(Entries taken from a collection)

──────────

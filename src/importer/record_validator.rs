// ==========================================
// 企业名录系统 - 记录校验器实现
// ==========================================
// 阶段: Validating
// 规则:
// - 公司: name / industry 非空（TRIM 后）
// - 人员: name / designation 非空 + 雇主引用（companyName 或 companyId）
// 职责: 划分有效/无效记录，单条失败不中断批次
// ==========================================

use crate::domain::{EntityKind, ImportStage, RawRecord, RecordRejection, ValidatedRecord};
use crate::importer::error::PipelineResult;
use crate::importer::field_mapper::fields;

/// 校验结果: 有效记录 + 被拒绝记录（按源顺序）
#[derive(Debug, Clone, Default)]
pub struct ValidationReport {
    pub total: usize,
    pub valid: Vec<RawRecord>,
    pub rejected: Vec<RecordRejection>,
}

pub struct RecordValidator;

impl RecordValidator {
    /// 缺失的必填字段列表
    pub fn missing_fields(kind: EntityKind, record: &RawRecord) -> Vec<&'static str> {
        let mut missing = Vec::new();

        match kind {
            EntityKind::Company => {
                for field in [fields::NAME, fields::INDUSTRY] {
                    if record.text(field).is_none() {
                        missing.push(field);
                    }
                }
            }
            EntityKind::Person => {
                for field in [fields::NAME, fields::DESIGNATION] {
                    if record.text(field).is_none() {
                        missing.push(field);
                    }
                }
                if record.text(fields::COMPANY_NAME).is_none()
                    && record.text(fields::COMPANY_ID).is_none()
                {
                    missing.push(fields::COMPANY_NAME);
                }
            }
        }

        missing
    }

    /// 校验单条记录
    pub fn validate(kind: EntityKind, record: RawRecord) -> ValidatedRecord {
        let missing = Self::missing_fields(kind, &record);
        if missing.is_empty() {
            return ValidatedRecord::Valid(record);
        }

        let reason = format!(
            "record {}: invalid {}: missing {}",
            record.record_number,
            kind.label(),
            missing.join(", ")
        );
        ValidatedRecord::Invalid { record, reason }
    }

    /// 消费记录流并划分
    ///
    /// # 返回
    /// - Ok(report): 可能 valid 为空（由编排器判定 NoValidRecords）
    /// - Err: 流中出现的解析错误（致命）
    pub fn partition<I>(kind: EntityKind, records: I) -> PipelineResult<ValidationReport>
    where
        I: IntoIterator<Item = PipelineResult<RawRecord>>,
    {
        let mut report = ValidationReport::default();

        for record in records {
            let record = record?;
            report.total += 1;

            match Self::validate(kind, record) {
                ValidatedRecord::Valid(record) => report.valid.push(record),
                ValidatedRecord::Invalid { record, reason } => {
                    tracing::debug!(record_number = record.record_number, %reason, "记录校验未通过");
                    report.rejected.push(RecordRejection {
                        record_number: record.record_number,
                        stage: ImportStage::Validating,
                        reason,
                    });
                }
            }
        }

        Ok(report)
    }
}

──────────

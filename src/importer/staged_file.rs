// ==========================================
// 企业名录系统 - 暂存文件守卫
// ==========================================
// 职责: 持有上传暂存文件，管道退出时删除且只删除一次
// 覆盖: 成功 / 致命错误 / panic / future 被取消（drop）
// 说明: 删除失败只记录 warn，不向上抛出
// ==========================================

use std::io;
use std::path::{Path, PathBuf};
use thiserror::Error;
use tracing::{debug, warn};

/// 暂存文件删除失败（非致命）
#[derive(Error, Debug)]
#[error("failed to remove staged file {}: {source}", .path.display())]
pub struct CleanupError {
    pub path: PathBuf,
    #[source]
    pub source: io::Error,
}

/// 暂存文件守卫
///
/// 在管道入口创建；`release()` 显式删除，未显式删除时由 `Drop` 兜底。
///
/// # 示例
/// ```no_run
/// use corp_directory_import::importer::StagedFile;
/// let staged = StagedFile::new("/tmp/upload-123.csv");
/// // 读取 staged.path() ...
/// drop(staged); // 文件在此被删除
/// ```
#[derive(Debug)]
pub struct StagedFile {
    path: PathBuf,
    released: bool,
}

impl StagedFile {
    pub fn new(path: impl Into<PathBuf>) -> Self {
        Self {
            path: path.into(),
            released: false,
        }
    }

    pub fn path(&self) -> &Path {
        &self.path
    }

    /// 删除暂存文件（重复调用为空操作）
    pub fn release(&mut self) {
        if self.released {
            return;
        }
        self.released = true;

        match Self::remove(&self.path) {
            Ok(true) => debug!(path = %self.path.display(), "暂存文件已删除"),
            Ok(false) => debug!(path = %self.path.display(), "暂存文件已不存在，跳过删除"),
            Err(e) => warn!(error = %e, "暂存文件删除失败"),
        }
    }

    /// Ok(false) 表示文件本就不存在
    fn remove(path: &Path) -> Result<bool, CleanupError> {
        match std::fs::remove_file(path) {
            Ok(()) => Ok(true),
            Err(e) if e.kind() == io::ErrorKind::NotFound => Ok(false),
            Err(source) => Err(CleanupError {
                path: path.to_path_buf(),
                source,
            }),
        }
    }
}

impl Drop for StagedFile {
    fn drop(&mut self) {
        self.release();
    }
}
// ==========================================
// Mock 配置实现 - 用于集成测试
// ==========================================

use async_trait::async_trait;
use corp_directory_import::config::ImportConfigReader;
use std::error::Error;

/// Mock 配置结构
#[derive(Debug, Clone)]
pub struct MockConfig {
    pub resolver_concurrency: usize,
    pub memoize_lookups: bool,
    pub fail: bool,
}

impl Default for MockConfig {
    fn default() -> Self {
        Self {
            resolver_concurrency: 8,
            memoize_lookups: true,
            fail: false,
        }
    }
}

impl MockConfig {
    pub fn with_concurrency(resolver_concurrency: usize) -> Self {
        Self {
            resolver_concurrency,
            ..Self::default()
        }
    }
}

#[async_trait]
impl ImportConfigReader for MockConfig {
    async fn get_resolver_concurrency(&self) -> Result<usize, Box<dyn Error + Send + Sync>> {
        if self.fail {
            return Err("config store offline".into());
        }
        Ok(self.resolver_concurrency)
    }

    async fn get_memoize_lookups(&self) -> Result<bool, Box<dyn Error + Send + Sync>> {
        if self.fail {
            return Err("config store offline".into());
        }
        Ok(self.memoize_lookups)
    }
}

──────────

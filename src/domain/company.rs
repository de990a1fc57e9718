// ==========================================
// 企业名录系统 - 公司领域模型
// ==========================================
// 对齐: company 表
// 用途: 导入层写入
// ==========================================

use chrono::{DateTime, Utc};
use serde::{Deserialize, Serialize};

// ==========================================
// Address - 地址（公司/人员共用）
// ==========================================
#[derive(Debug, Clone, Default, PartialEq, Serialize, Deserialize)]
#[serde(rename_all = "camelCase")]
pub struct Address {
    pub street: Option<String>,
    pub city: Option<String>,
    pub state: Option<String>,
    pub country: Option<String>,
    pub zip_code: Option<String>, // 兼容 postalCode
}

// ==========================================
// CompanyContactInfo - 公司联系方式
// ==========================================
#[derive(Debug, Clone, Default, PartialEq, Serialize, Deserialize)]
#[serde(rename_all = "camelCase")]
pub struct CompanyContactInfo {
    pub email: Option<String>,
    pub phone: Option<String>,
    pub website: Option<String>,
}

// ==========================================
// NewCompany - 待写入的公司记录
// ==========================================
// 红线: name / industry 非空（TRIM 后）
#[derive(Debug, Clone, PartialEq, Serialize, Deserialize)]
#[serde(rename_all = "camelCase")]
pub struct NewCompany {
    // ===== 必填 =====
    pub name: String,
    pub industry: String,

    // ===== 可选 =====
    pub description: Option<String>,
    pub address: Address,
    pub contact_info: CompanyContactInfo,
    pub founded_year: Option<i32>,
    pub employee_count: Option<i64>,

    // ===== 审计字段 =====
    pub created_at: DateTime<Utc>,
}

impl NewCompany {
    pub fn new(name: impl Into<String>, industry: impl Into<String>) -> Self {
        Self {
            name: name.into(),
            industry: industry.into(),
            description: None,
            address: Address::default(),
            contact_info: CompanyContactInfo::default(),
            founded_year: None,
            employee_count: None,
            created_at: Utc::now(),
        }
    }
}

──────────

Every line above that includes the string "reason" needs to be copied.

## RESPONSE
        let reason = format!(
        ValidatedRecord::Invalid { record, reason }
                ValidatedRecord::Invalid { record, reason } => {
                    tracing::debug!(record_number = record.record_number, %reason, "记录校验未通过");
                        reason,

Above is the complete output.